5.   Health 3/4 in Year 11:
If any students in Year 10 or below are presently reading this, I can only encourage you to consider Health as a 3/4 subject in Year 11. I don’t have experience in this, because I (regrettably) chose Business Management instead, but my advice is more general than that: subjects like HHD (and BusMan, if you’re that way inclined) are a great start to your Year 12 life. As I will touch on in a moment, none of the content in either of these subjects is particularly difficult to grasp, so it shouldn’t be too stressful an introduction. And please don’t worry too much about scaling.

Radical – so what does HHD actually cover?

Spoiler
Yeah, really solid question. HHD, of course, has two units (Unit 3 and Unit 4), each of which is divided into two Areas of Study. (If you’re confused with this terminology (of even if you’re not), you may like to read this thread: How VCE works). As you can see, Unit 3 focuses on Australia’s health, whilst Unit 4 is more concerned with global health.

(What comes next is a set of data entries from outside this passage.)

//! Run command implementation

use crate::advisory::{Advisor, AdvisorPanel, JournalAdvisor};
use crate::config::Config;
use crate::engine::{Engine, EngineParts};
use crate::exchange::{ClobClient, ExchangeApi, PaperExchange};
use crate::feed::{BinanceFeed, PriceSource, RealtimePriceFeed, ReferencePriceTracker};
use crate::market::{CachedMarketFeed, GammaClient, GammaConfig, MarketFeed};
use crate::orderbook::BookSource;
use crate::strategy::{LatencySignal, MomentumLatencySignal};
use anyhow::Context;
use chrono::Utc;
use clap::Args;
use std::sync::Arc;
use std::time::Duration;

#[derive(Args, Debug)]
pub struct RunArgs {
    /// Force paper trading regardless of `engine.dry_run`
    #[arg(long)]
    pub paper: bool,
}

impl RunArgs {
    pub async fn execute(&self, config: Config) -> anyhow::Result<()> {
        self.execute_with(config, None).await
    }

    /// Run with an externally supplied live order API
    ///
    /// Live mode refuses to start without one.
    pub async fn execute_with(
        &self,
        mut config: Config,
        signer: Option<Arc<dyn ExchangeApi>>,
    ) -> anyhow::Result<()> {
        if self.paper {
            config.engine.dry_run = true;
        }

        let timeout = Duration::from_secs(config.market.request_timeout_secs);
        let clob = Arc::new(ClobClient::new(config.execution.clob_url.clone(), timeout)?);

        let paper = config.engine.dry_run.then(|| {
            Arc::new(
                PaperExchange::new(config.risk.initial_capital, config.execution.paper_fee_rate)
                    .with_clob(Arc::clone(&clob)),
            )
        });
        let exchange: Arc<dyn ExchangeApi> = match (&paper, signer) {
            (Some(paper), _) => paper.clone(),
            (None, Some(signer)) => signer,
            (None, None) => anyhow::bail!(
                "live trading needs an order signer; set engine.dry_run = true or pass --paper"
            ),
        };

        let gamma = GammaClient::with_config(GammaConfig {
            base_url: config.market.gamma_url.clone(),
            timeout,
            assets: config.market.assets.clone(),
            lookahead: chrono::Duration::seconds(config.exit.market_closing_secs),
        })?;
        let markets: Arc<dyn MarketFeed> = Arc::new(CachedMarketFeed::new(
            Arc::new(gamma),
            Duration::from_millis(config.market.cache_ttl_ms),
        ));

        let (price_feed, feed_task) = RealtimePriceFeed::start(&config.feed);
        let prices: Arc<dyn PriceSource> = Arc::new(price_feed);

        let mut reference_task = None;
        let mut reference = None;
        let mut latency: Option<Arc<dyn LatencySignal>> = None;
        if config.feed.reference_enabled {
            let tracker = Arc::new(ReferencePriceTracker::new(chrono::Duration::seconds(
                config.feed.reference_history_secs,
            )));
            let binance = BinanceFeed::new(config.feed.reference_ws_url.clone(), &config.market.assets)
                .with_feed_config(&config.feed);
            reference_task = Some(tracker.spawn(Arc::new(binance)));
            latency = Some(Arc::new(MomentumLatencySignal::new(
                Arc::clone(&tracker),
                &config.strategy.latency_windows_secs,
                config.strategy.latency_min_move,
            )));
            reference = Some(tracker);
        }

        let mut advisors: Vec<Arc<dyn Advisor>> = Vec::new();
        if let Some(path) = &config.persistence.journal_path {
            let journal = JournalAdvisor::open(path)
                .await
                .with_context(|| format!("opening trade journal {}", path.display()))?;
            advisors.push(Arc::new(journal));
        }

        let books: Arc<dyn BookSource> = clob;
        let engine = Arc::new(Engine::new(
            EngineParts {
                config,
                markets,
                exchange,
                books,
                prices,
                reference,
                latency,
                oracle: None,
                advisors: AdvisorPanel::new(advisors),
            },
            Utc::now(),
        ));

        let recovered = engine.recover(Utc::now()).await?;
        if let Some(paper) = &paper {
            for position in engine.positions().await {
                paper.credit_shares(&position.token_id, position.size).await;
            }
        }
        tracing::info!(
            restored = recovered.restored,
            purged = recovered.purged,
            paper = paper.is_some(),
            "Starting engine"
        );

        let shutdown = async {
            if let Err(e) = tokio::signal::ctrl_c().await {
                tracing::error!(error = %e, "Cannot listen for ctrl-c, running until killed");
                std::future::pending::<()>().await;
            }
        };
        let result = Arc::clone(&engine).run(shutdown).await;

        feed_task.abort();
        if let Some(task) = reference_task {
            task.abort();
        }
        result
    }
}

Unit 3: Australia’s health
AOS 1: Understanding Australia’s health
AOS 1 includes: an overview of health (and its parts), and why it is important; the health of Australians compared with other nations; variations in health within Australia, and reasons for those variations; the National Health Priority Areas; and nutrition as a factor that influences health.

AOS 2: Promoting health in Australia
AOS 2 includes: different models of health, including models that the Australian Government has used (and uses) to guide its health policies; the Ottawa Charter for Health Promotion; the role of VicHealth; Australia’s health system, including Medicare; the role of the Australian Government in promoting good health; and the role of non-government agencies in doing the same.

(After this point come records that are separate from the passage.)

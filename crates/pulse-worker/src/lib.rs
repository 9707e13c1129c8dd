//! # pulse-worker
//!
//! Background delivery for SocialPulse push messages. Runs in an execution
//! context that cannot reach the foreground event bus, so it renders system
//! notifications directly through a [`NotificationRenderer`].
//!
//! [`NotificationRenderer`]: pulse_core::traits::NotificationRenderer

pub mod handler;
pub mod render;
pub mod runner;

pub use handler::{BackgroundNotificationHandler, DeliveryError};
pub use render::{LogRenderer, RenderedNotification};
pub use runner::BackgroundWorker;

Unit 4: Global health and human development
AOS 1: Introducing global health and human development
AOS 1 includes: the distinction between developed and developing countries; sustainability and human development, and why they are important; factors that influence the discrepancy in health between Australia and other nations; the United Nations’ Sustainable Development Goals.

AOS 2: Promoting global health and human development
AOS 2 includes: the interrelationship between health, human development and sustainability; types of aid, and how and when they are used; the United Nations and its role in global health; the World Health Organisation; priorities of the Australian Government; programs focusing on literacy, food security, HIV/AIDS and malaria, immunisation, safe water and sanitation.

Some common questions

Spoiler
Legit every year, the same questions come up (understandably):

1.   I didn’t do HHD 1/2; can I still do well in HHD 3/4? Will I be disadvantaged?
Absolutely, you can still do well! I like to think my study score of 50, without having done HHD 1/2, demonstrates that nicely. Whilst knowledge from Units 1 and 2 would by no means harm your chances of doing well, it’s barely necessary. If you’re jumping into HHD 3/4 without 1/2, good on you! If you’re concerned about it, though, the one thing I would look at is definitions of health status indicators, and perhaps the dimensions and determinants of health. :)

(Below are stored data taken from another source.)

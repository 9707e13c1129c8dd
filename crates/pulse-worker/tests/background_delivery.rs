//! Background delivery end to end.

use std::sync::{Arc, Mutex};

use serde_json::json;
use tokio::sync::watch;

use pulse_core::config::WorkerConfig;
use pulse_core::result::AppResult;
use pulse_core::traits::{NotificationRenderer, RenderOptions};
use pulse_worker::{BackgroundNotificationHandler, BackgroundWorker};

#[derive(Debug, Default)]
struct CapturingRenderer {
    shown: Mutex<Vec<(String, String, RenderOptions)>>,
}

impl NotificationRenderer for CapturingRenderer {
    fn show(&self, title: &str, body: &str, options: &RenderOptions) -> AppResult<()> {
        self.shown
            .lock()
            .unwrap()
            .push((title.to_string(), body.to_string(), options.clone()));
        Ok(())
    }
}

fn worker(renderer: Arc<CapturingRenderer>) -> BackgroundWorker {
    BackgroundWorker::new(Arc::new(BackgroundNotificationHandler::new(
        renderer,
        WorkerConfig::default(),
    )))
}

#[tokio::test]
async fn missing_icon_uses_default() {
    let renderer = Arc::new(CapturingRenderer::default());
    let (tx, rx) = BackgroundWorker::queue(&WorkerConfig::default());
    let (_stop, stop_rx) = watch::channel(false);

    tx.send(json!({"title": "Like", "body": "Someone liked your post"}))
        .await
        .unwrap();
    drop(tx);
    worker(renderer.clone()).run(rx, stop_rx).await;

    let shown = renderer.shown.lock().unwrap();
    assert_eq!(shown.len(), 1);
    let (title, body, options) = &shown[0];
    assert_eq!(title, "Like");
    assert_eq!(body, "Someone liked your post");
    assert_eq!(options.icon, "/logo192.png");
}

#[tokio::test]
async fn each_delivery_rendered_once() {
    let renderer = Arc::new(CapturingRenderer::default());
    let (tx, rx) = BackgroundWorker::queue(&WorkerConfig::default());
    let (_stop, stop_rx) = watch::channel(false);

    for i in 0..3 {
        tx.send(json!({"title": format!("n{i}"), "body": "b"}))
            .await
            .unwrap();
    }
    drop(tx);

    assert_eq!(worker(renderer.clone()).run(rx, stop_rx).await, 3);
    let titles: Vec<String> = renderer
        .shown
        .lock()
        .unwrap()
        .iter()
        .map(|(title, _, _)| title.clone())
        .collect();
    assert_eq!(titles, vec!["n0", "n1", "n2"]);
}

2.   Is HHD is an easy subject?
Golly, this old chestnut.

Firstly, IMO there is no VCE subject that is “easy”, as such. I mean, doing well in any subject is hard, and requires dedication. You can’t just rock up to the HHD exam and ace it; I’m sure there are thousands of students out there who could tell you as such.

I stand by my statement that the content is not particularly difficult to grasp (although this is, of course, subjective); especially not in the same way that, say, Specialist Maths is difficult to grasp (I assume). But I really hate the “easy subject”/“hard subject” dichotomy; naturally, the “ease” or otherwise of any subject will change from person-to-person. And the reality is, there is a lot of content in this course: it is a “content-heavy” subject, and that takes a lot of work to perfect.

So even though each topic within HHD in isolation may not be particularly taxing, the sheer quantity of topics in the course renders HHD difficult in its own right (but perhaps in different ways to other subjets).

3.   Yooooo lmao HHD scales down by like a million; should I still do it?

In regard to scaling, my position is as follows: take subjects in which you’re interested (or, alternatively, that you need as prerequisites). In doing so, I think you’re giving yourself a much greater chance of success, even taking scaling into account (because objectively, Health does scale down more than a bunch of other subjects).

Choosing subjects can be hard, but here are some things not to factor heavily into your decision: what your friends are doing, what you think you ought do, what other people want you to do, and, most saliently, how the subject scales. And I mean, the higher you score in a subject, the less relevant scaling becomes – and you’re more likely to do well in subjects that you like. Every single one of my subjects scaled down aside from English Language, and I graduated with an ATAR of 99.65. I’m sure that had I studied subjects that scaled more favourably but about which I was less passionate, I would have done much, much worse.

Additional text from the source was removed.